Remember the great big hope to solve the twin problems of peak oil and global warming? THE miracle solution to power our cars with limitless energy – hydrogen fuel cells, literally using water to fuel our movements?
Well, besides the small issue that hydrogen is but an energy carrier which requires energy (in principle in the form of electricity) to be produced, the car makers are flagging another issue:
The car industry is preparing for the day when oil wells run dry by investing billions of dollars to develop clean and efficient hydrogen-powered vehicles.
But the new fuel comes with its own built-in commodity crisis. Today’s experimental hydrogen fuel cells use so much platinum that there is not enough of the precious metal to replace all the world’s petrol engines.
At the current 60g or so of platinum in each fuel cell, the world’s 780m cars and trucks would use 46,800 tons of the metal – just below the 47,570 tons estimated to be still in the ground. And this assumes each vehicle has only 100 horsepower
Of course, in all likelihood, carmakers will find ways to eventually reduce the quantity of platinum needed per car, and a lot of it will be recycled.
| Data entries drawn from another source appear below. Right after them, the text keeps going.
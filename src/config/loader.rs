//! Configuration Loader
//!
//! Environment-aware configuration loading. Sources are layered, later ones
//! winning:
//!
//! 1. built-in defaults
//! 2. `config/regflow.yaml`
//! 3. `config/regflow.{environment}.yaml`
//! 4. environment variables `REGFLOW__SECTION__KEY`
//! 5. explicit overrides (tests)

use std::collections::HashMap;
use std::env;
use std::path::{Path, PathBuf};
use std::sync::Arc;
use tracing::{debug, info};

use super::error::{ConfigResult, ConfigurationError};
use super::WorkflowConfig;
use crate::constants::{
    CONFIG_FILE_STEM, ENVIRONMENT_VAR, ENV_OVERRIDE_PREFIX, ENV_OVERRIDE_SEPARATOR,
};

/// Environment variable pointing at a non-default config directory
const CONFIG_DIR_VAR: &str = "REGFLOW_CONFIG_DIR";

#[derive(Debug)]
pub struct ConfigManager {
    config: WorkflowConfig,
    environment: String,
    config_directory: PathBuf,
}

impl ConfigManager {
    /// Load configuration with environment auto-detection
    pub fn load() -> ConfigResult<Arc<ConfigManager>> {
        Self::load_from_directory(None)
    }

    /// Load configuration from a specific directory
    pub fn load_from_directory(config_dir: Option<PathBuf>) -> ConfigResult<Arc<ConfigManager>> {
        let environment = Self::detect_environment();
        Self::load_from_directory_with_env(config_dir, &environment)
    }

    /// Load configuration from a specific directory with explicit environment
    pub fn load_from_directory_with_env(
        config_dir: Option<PathBuf>,
        environment: &str,
    ) -> ConfigResult<Arc<ConfigManager>> {
        Self::load_with_overrides(config_dir, environment, HashMap::new())
    }

    /// Load with dotted-key overrides (`"worker.max_concurrent_tasks" => "8"`)
    /// applied after every other source
    pub fn load_with_overrides(
        config_dir: Option<PathBuf>,
        environment: &str,
        overrides: HashMap<String, String>,
    ) -> ConfigResult<Arc<ConfigManager>> {
        let config_directory = config_dir.unwrap_or_else(Self::default_config_directory);

        debug!(
            environment = %environment,
            directory = %config_directory.display(),
            "Loading configuration"
        );

        let config = Self::load_and_merge_config(&config_directory, environment, overrides)?;
        config.validate()?;

        info!(
            environment = %environment,
            domain = %config.domain,
            task_list = %config.task_list,
            backend = ?config.orchestrator.backend,
            "Configuration loaded successfully"
        );

        Ok(Arc::new(ConfigManager {
            config,
            environment: environment.to_string(),
            config_directory,
        }))
    }

    /// Wrap an already-built configuration, validating it
    pub fn from_config(config: WorkflowConfig) -> ConfigResult<Arc<ConfigManager>> {
        config.validate()?;
        Ok(Arc::new(ConfigManager {
            environment: config.environment.clone(),
            config,
            config_directory: Self::default_config_directory(),
        }))
    }

    pub fn config(&self) -> &WorkflowConfig {
        &self.config
    }

    pub fn environment(&self) -> &str {
        &self.environment
    }

    pub fn config_directory(&self) -> &Path {
        &self.config_directory
    }

    /// Files the loader reads for an environment, in layering order
    pub fn config_files(config_directory: &Path, environment: &str) -> [PathBuf; 2] {
        [
            config_directory.join(format!("{CONFIG_FILE_STEM}.yaml")),
            config_directory.join(format!("{CONFIG_FILE_STEM}.{environment}.yaml")),
        ]
    }

    fn load_and_merge_config(
        config_directory: &Path,
        environment: &str,
        overrides: HashMap<String, String>,
    ) -> ConfigResult<WorkflowConfig> {
        let load_error = |e: config::ConfigError| ConfigurationError::load_error(environment, e);

        let defaults = config::Config::try_from(&WorkflowConfig::default()).map_err(load_error)?;
        let mut builder = config::Config::builder().add_source(defaults);

        for path in Self::config_files(config_directory, environment) {
            if path.is_file() {
                debug!(file = %path.display(), "Adding configuration file");
                builder = builder.add_source(config::File::from(path).required(true));
            } else {
                debug!(file = %path.display(), "Configuration file not present, skipping");
            }
        }

        builder = builder
            .add_source(
                config::Environment::with_prefix(ENV_OVERRIDE_PREFIX)
                    .prefix_separator(ENV_OVERRIDE_SEPARATOR)
                    .separator(ENV_OVERRIDE_SEPARATOR)
                    .try_parsing(true),
            )
            .set_override("environment", environment)
            .map_err(load_error)?;

        for (key, value) in overrides {
            builder = builder.set_override(key, value).map_err(load_error)?;
        }

        builder
            .build()
            .and_then(|merged| merged.try_deserialize::<WorkflowConfig>())
            .map_err(load_error)
    }

    /// Environment name from `REGFLOW_ENV`, defaulting to development
    pub fn detect_environment() -> String {
        env::var(ENVIRONMENT_VAR)
            .unwrap_or_else(|_| "development".to_string())
            .to_lowercase()
    }

    fn default_config_directory() -> PathBuf {
        env::var(CONFIG_DIR_VAR)
            .map(PathBuf::from)
            .unwrap_or_else(|_| PathBuf::from("config"))
    }
}

#[cfg(test)]
mod tests {
    use super::*;
    use crate::config::{BackendKind, PipelineVariant};
    use std::fs;
    use tempfile::TempDir;

    fn write(dir: &TempDir, name: &str, contents: &str) {
        fs::write(dir.path().join(name), contents).unwrap();
    }

    #[test]
    fn test_missing_files_fall_back_to_defaults() {
        let dir = TempDir::new().unwrap();
        let manager =
            ConfigManager::load_from_directory_with_env(Some(dir.path().to_path_buf()), "test")
                .unwrap();
        assert_eq!(manager.environment(), "test");
        assert_eq!(manager.config().environment, "test");
        assert_eq!(manager.config().task_list, "registration");
    }

    #[test]
    fn test_environment_file_overrides_base() {
        let dir = TempDir::new().unwrap();
        write(
            &dir,
            "regflow.yaml",
            "domain: BaseDomain\ntask_list: base\nworker:\n  max_concurrent_tasks: 2\n",
        );
        write(
            &dir,
            "regflow.test.yaml",
            "task_list: tested\npipeline_variant: fan_out\nconfirmation:\n  poll_interval_ms: 10\n",
        );

        let manager =
            ConfigManager::load_from_directory_with_env(Some(dir.path().to_path_buf()), "test")
                .unwrap();
        let config = manager.config();
        assert_eq!(config.domain, "BaseDomain");
        assert_eq!(config.task_list, "tested");
        assert_eq!(config.worker.max_concurrent_tasks, 2);
        assert_eq!(config.pipeline_variant, PipelineVariant::FanOut);
        assert_eq!(config.confirmation.poll_interval_ms, 10);
        // Untouched keys inside a partially overridden section keep defaults
        assert_eq!(config.confirmation.heartbeat_interval_ms, 30_000);
    }

    #[test]
    fn test_explicit_overrides_win() {
        let dir = TempDir::new().unwrap();
        write(&dir, "regflow.yaml", "worker:\n  max_concurrent_tasks: 2\n");

        let overrides = HashMap::from([
            ("worker.max_concurrent_tasks".to_string(), "8".to_string()),
            ("orchestrator.backend".to_string(), "postgres".to_string()),
            (
                "orchestrator.database_url".to_string(),
                "postgres://localhost/regflow".to_string(),
            ),
        ]);
        let manager = ConfigManager::load_with_overrides(
            Some(dir.path().to_path_buf()),
            "development",
            overrides,
        )
        .unwrap();
        assert_eq!(manager.config().worker.max_concurrent_tasks, 8);
        assert_eq!(manager.config().orchestrator.backend, BackendKind::Postgres);
    }

    #[test]
    fn test_invalid_configuration_is_rejected() {
        let dir = TempDir::new().unwrap();
        write(&dir, "regflow.yaml", "worker:\n  max_concurrent_tasks: 0\n");
        let result =
            ConfigManager::load_from_directory_with_env(Some(dir.path().to_path_buf()), "test");
        assert!(matches!(result, Err(ConfigurationError::InvalidValue { .. })));
    }

    #[test]
    fn test_malformed_yaml_is_a_load_error() {
        let dir = TempDir::new().unwrap();
        write(&dir, "regflow.yaml", "worker: [unclosed\n");
        let result =
            ConfigManager::load_from_directory_with_env(Some(dir.path().to_path_buf()), "test");
        assert!(matches!(result, Err(ConfigurationError::LoadError { .. })));
    }
}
But we will keep on bumping on similar problems, foressen and unforeseen. The problems is not so much the availability of any given resource, it’s the fact that we have built an economy where these resources are essentially free, beyond their pure extraction cost and some amounts of taxes, instead of being treated as rare and valuable. What is free is wasted and used without care, until it runs out, but in the meantime we have built “wealth” and “growth” and “civilisation” on it.
It’s time we realised that “growth” is not a goal, but only a means to a better life for each of us (however we define it). As a means, and not a goal, it needs to be sustainable, but that’s not how our world is built. We need to think about this seriously, because our current growth-driven model is now bumping against physical limits on this planet. Will we manage that transition? Will we even get past the denial stage?